Several top-level Certified Advantage Partners warn that this change is no free lunch, however. Entry costs for the Platinum level -- not including any training and education -- will now be $9,995 per year, compared to $1,995 for the Certified Advantage Partner level. Sources said Oracle will halve the fee for partners that commit to making the transition by the end of the year.
A smaller Oracle VAR that already specializes in some of the company's less-entrenched technologies agreed that the branding will be helpful but balked at the higher price tag. "It's not so much the $10,000," this VAR said. "It's the five certifications. That's big money."
Oracle did not publicly specify the fees. Partners with expertise in niche products and vertical markets can take the certification test without paying for training, and if they pass, they're in.
With these changes, the goal of the Oracle Partner Network is to let specialized partners brand their expertise, said Judson Althoff, Oracle senior vice president of alliances and channels. Instead of being a generic Oracle Certified Partner, a VAR can carry an Oracle Platinum logo in, say, identity management, customer relationship management (CRM), healthcare or other areas.

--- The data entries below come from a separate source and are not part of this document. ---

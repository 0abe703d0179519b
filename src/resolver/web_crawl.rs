use anyhow::Result;

use super::agents::WEB_CRAWL_AUTHOR;
use super::context::{ResolverContext, SessionRun};
use crate::crawl::{CrawlOutcome, CrawlStrategy, FallbackCrawlSelector};
use crate::memory::StateKeys;

/// 抓取候选URL，不充分时降级为自适应爬取
pub async fn execute(
    context: &ResolverContext,
    run: &SessionRun,
    urls: &[String],
) -> Result<CrawlOutcome> {
    let selector = FallbackCrawlSelector::from_config(context.crawler.clone(), &context.config.crawl);
    let outcome = selector
        .crawl(urls, &context.config.crawl.adaptive_query)
        .await?;

    run.record(WEB_CRAWL_AUTHOR, &summarize(&outcome), false).await;
    run.store_state(StateKeys::FINDINGS, &outcome.findings).await?;

    if !outcome.authoritative {
        run.warn("No authoritative source found");
    }
    Ok(outcome)
}

fn summarize(outcome: &CrawlOutcome) -> String {
    let strategy = match outcome.strategy {
        CrawlStrategy::Batch => "batch",
        CrawlStrategy::AdaptiveFallback => "adaptive fallback",
        CrawlStrategy::Skipped => "skipped (no candidate URLs)",
    };
    let failed = outcome.pages.iter().filter(|page| !page.success).count();
    let mut summary = format!(
        "Crawl strategy: {}\nPages: {} ({} failed)\nFindings: {}",
        strategy,
        outcome.pages.len(),
        failed,
        outcome.findings.len()
    );
    for finding in &outcome.findings {
        summary.push_str(&format!("\n- {}", finding.url));
    }
    summary
}
//! 会话状态读写工具：save_context / retrieve_context

use rig::tool::Tool;
use serde::Deserialize;

use crate::memory::{MemoryScope, SharedState};

/// 写入会话状态
#[derive(Clone)]
pub struct AgentToolSaveContext {
    state: SharedState,
}

/// 读取会话状态
#[derive(Clone)]
pub struct AgentToolRetrieveContext {
    state: SharedState,
}

#[derive(Debug, Deserialize)]
pub struct SaveContextArgs {
    pub key: String,
    pub value: String,
}

#[derive(Debug, Deserialize)]
pub struct RetrieveContextArgs {
    pub key: String,
}

#[derive(Debug, thiserror::Error)]
pub enum SessionStateToolError {
    #[error("state key must not be empty")]
    EmptyKey,
    #[error("failed to store state: {0}")]
    Store(String),
}

impl AgentToolSaveContext {
    pub fn new(state: SharedState) -> Self {
        Self { state }
    }
}

impl AgentToolRetrieveContext {
    pub fn new(state: SharedState) -> Self {
        Self { state }
    }
}

impl Tool for AgentToolSaveContext {
    const NAME: &'static str = "save_context";

    type Error = SessionStateToolError;
    type Args = SaveContextArgs;
    type Output = String;

    async fn definition(&self, _prompt: String) -> rig::completion::ToolDefinition {
        rig::completion::ToolDefinition {
            name: Self::NAME.to_string(),
            description: "Saves a key-value pair to the session state. Useful for remembering packages, versions, or decisions across agents.".to_string(),
            parameters: serde_json::json!({
                "type": "object",
                "properties": {
                    "key": {
                        "type": "string",
                        "description": "The key to store (e.g. 'packages', 'versions', 'verification_status')."
                    },
                    "value": {
                        "type": "string",
                        "description": "The value to store."
                    }
                },
                "required": ["key", "value"]
            }),
        }
    }

    async fn call(&self, args: Self::Args) -> Result<Self::Output, Self::Error> {
        let key = args.key.trim();
        if key.is_empty() {
            return Err(SessionStateToolError::EmptyKey);
        }
        self.state
            .lock()
            .await
            .store(MemoryScope::STATE, key, &args.value)
            .map_err(|e| SessionStateToolError::Store(e.to_string()))?;
        tracing::info!("💾 State Saved: {} = {}", key, args.value);
        Ok(format!("Saved {} to state.", key))
    }
}

impl Tool for AgentToolRetrieveContext {
    const NAME: &'static str = "retrieve_context";

    type Error = SessionStateToolError;
    type Args = RetrieveContextArgs;
    type Output = String;

    async fn definition(&self, _prompt: String) -> rig::completion::ToolDefinition {
        rig::completion::ToolDefinition {
            name: Self::NAME.to_string(),
            description: "Retrieves a value from the session state. Returns 'Not found' when the key is missing.".to_string(),
            parameters: serde_json::json!({
                "type": "object",
                "properties": {
                    "key": {
                        "type": "string",
                        "description": "The key to retrieve (e.g. 'packages', 'findings')."
                    }
                },
                "required": ["key"]
            }),
        }
    }

    async fn call(&self, args: Self::Args) -> Result<Self::Output, Self::Error> {
        let key = args.key.trim();
        let value = self
            .state
            .lock()
            .await
            .get_text(MemoryScope::STATE, key)
            .unwrap_or_else(|| "Not found".to_string());
        tracing::info!("📂 State Retrieved: {} = {}", key, value);
        Ok(value)
    }
}

#[cfg(test)]
mod tests {
    use super::*;
    use crate::memory::Memory;

    #[tokio::test]
    async fn test_save_then_retrieve() {
        let state = Memory::new().shared();
        let save = AgentToolSaveContext::new(state.clone());
        let retrieve = AgentToolRetrieveContext::new(state.clone());

        let reply = save
            .call(SaveContextArgs {
                key: "packages".to_string(),
                value: "tensorflow, numpy".to_string(),
            })
            .await
            .unwrap();
        assert_eq!(reply, "Saved packages to state.");

        let value = retrieve
            .call(RetrieveContextArgs {
                key: "packages".to_string(),
            })
            .await
            .unwrap();
        assert_eq!(value, "tensorflow, numpy");
        assert!(state.lock().await.state_snapshot().contains_key("packages"));
    }

    #[tokio::test]
    async fn test_retrieve_missing_key() {
        let retrieve = AgentToolRetrieveContext::new(Memory::new().shared());
        let value = retrieve
            .call(RetrieveContextArgs {
                key: "versions".to_string(),
            })
            .await
            .unwrap();
        assert_eq!(value, "Not found");
    }

    #[tokio::test]
    async fn test_empty_key_rejected() {
        let save = AgentToolSaveContext::new(Memory::new().shared());
        let result = save
            .call(SaveContextArgs {
                key: " ".to_string(),
                value: "x".to_string(),
            })
            .await;
        assert!(matches!(result, Err(SessionStateToolError::EmptyKey)));
    }
}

"Think of the front page of Oracle.com," Althoff said in a pre-OpenWorld interview. "It is brilliantly simple. It breaks out the products into database middleware, applications and industries. There are 50 major subcategories under those four pillars, and we will offer specialization in every one of those areas and let the partners brand themselves by getting accredited."
What about Sun partners?
Althoff would not get too specific about how Oracle's acquisition of Sun Microsystems will affect Sun partners because the acquisition is not complete. But given the outlines of the new Oracle Partner Network, it would make sense to have Sun specializations, he said.
There is bound to be angst around this issue. Sun, after all, fields its own Java-heavy software portfolio.
Steve Giovannetti, CTO of Hub City Media, a Sun software integration partner, wants to know how "Sun's identity management stuff -- Sun Identity Manager, Sun Access manager, the Sun directory" will fit in with Oracle's own ID management offerings and how the two sets of channel partners will be handled
There are about 30,000 Sun partners and 22,000 Oracle partners worldwide, Althoff said.
"There is a decent amount of overlap in Sun's reseller base, but there are also a lot of ISVs and hardware-specific resellers that are not part of the Oracle partner ecosystem yet," he said.
Oracle is not alone in this push to specialize. Microsoft, SAP, Sun and Cisco Systems have all started down this path. Cisco, in particular, was credited by several Oracle OpenWorld attendees with pioneering this verticalization push several years ago.
This report was updated Monday afternoon with additional VAR comment.